Traumatic life experiences –
For example adverse childhood experiences. These include child sexual abuse, physical abuse and death of parent. . Other traumatic life experiences include bereavement and interpersonal stressors like intimate partner violence, being attacked or mugged by thieves.
Parenting issues –
Authoritarian parenting lack of love and warmth. Also where the parents are over protective
The abuse of substances –
This is another environmental risk factor. These substances are smoking, intake of excess caffeine and other stimulants.
How to stop a panic attack in progress.
There are self help ways to stop a panic attack that has started, be it in panic disorder or in agoraphobia.
Do self talk:
First of all talk to yourself and tell yourself the truth that you are not going to die. You can do other self quick talks like “this is under my control”, etc.
Then find a calm place to sit down and focus on your breathing. Place one of your hands on your chest and the upper part of your abdomen or belly. Try to slow down your breathing by breathing with your abdomen and not with your chest. So as you do the breathing process below, make sure that the hand on your belly is moving. This hand on the belly should be moving and not that on the chest. This is called abdominal breathing.
Do slow breathing:
Now take a deep breath in through your nose and not your mouth. So as you breathe in, close your mouth. Remember that during the panic attack, you have been breathing through your mouth. Then as you breathe out, use your mouth, to breathe out slowly. As you are breathing in and out you can count up to 5 during each in-breathing and out-breathing.
This abdominal breathing will reduce the fast breathing brought about by panic attack. And by slowing down the breathing, more carbon dioxide is made available in the blood to release the trapped oxygen. When more oxygen is available free in the blood stream, the breathing automatically reduced and all the other symptoms will stop.
When the breathing has reduced, you can listen to calming music to help you distract your mind from the panic. You can also take a walk out in the fresh air, or call a friend and discuss things not related to the attack.
Complications of untreated panic disorder and agoraphobia.
If these conditions are left untreated, there can be both physical and psychological complications.
The person can end up suffering from hypertension, heart diseases and may even have a stroke. Other complications are the emergence of diabetes, weakness of the immune system. This weakening of the immune system will predispose the person to frequent infections, like malaria, bacteria induced illnesses and viruses. Even vaccines may not be potent on such people. So death is easier among such people.
These include having other types of anxiety disorders combining with panic disorder and agoraphobia. Then other mental illnesses can also come in such as depression and even abuse substances such as alcohol, cannabis, etc. Suicidality is a possibility, such as suicidal thoughts acts. And some can actually die by suicide.
Social and economic complications:
Some may stop driving or going to social outings, etc. And finally become house bound.
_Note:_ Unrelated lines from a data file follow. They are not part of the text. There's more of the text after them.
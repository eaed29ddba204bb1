//! 日志：记录状态变更和失败
//!
//! TUI 占用了 stdout/stderr，所以事件写到工作目录下只追加的日志文件。
//! 日志只是辅助信息：文件打不开时程序照常运行，只是没有 subscriber。

use std::fs::OpenOptions;
use std::io;
use std::path::Path;
use std::sync::Mutex;

use tracing::level_filters::LevelFilter;
use tracing_subscriber::{fmt, layer::SubscriberExt, util::SubscriberInitExt};

/// 日志文件名（当前工作目录）
pub const LOG_FILE: &str = "task_manager.log";

/// 安装写入 `path` 的全局 subscriber
///
/// 每个事件一行：时间戳、级别、target、字段，不带 ANSI 颜色。
pub fn init(path: &Path) -> io::Result<()> {
    let file = OpenOptions::new().create(true).append(true).open(path)?;

    tracing_subscriber::registry()
        .with(LevelFilter::DEBUG)
        .with(
            fmt::layer()
                .with_writer(Mutex::new(file))
                .with_ansi(false)
                .with_target(true),
        )
        .try_init()
        .map_err(io::Error::other)
}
They can lose their jobs, drop out from school and become financially bankrupt.
Their family members also suffer including the spouse and children. This is because the family members receive less attention and more health complaints from the ill person. There are frequent visits to the hospital for the physical illnesses and the mental illnesses. And this drains the family purse.
Can panic disorder and agoraphobia be treated?
Yes, treatment is possible and advisable. Treatment is advisable so as to prevent the complications.
It is very important to consult with specialists such as a psychiatrist and a psychologist. The psychiatrist will make use of medications for the treatment and the psychologist will use talk therapy. This talk therapy is called psychotherapy and different types are used. One is called cognitive behavioural therapy, with which the person is thought how to rearrange his/her thought processes. There is the individual therapy when the person is taught about helpful exercises, diets, good sleep, etc.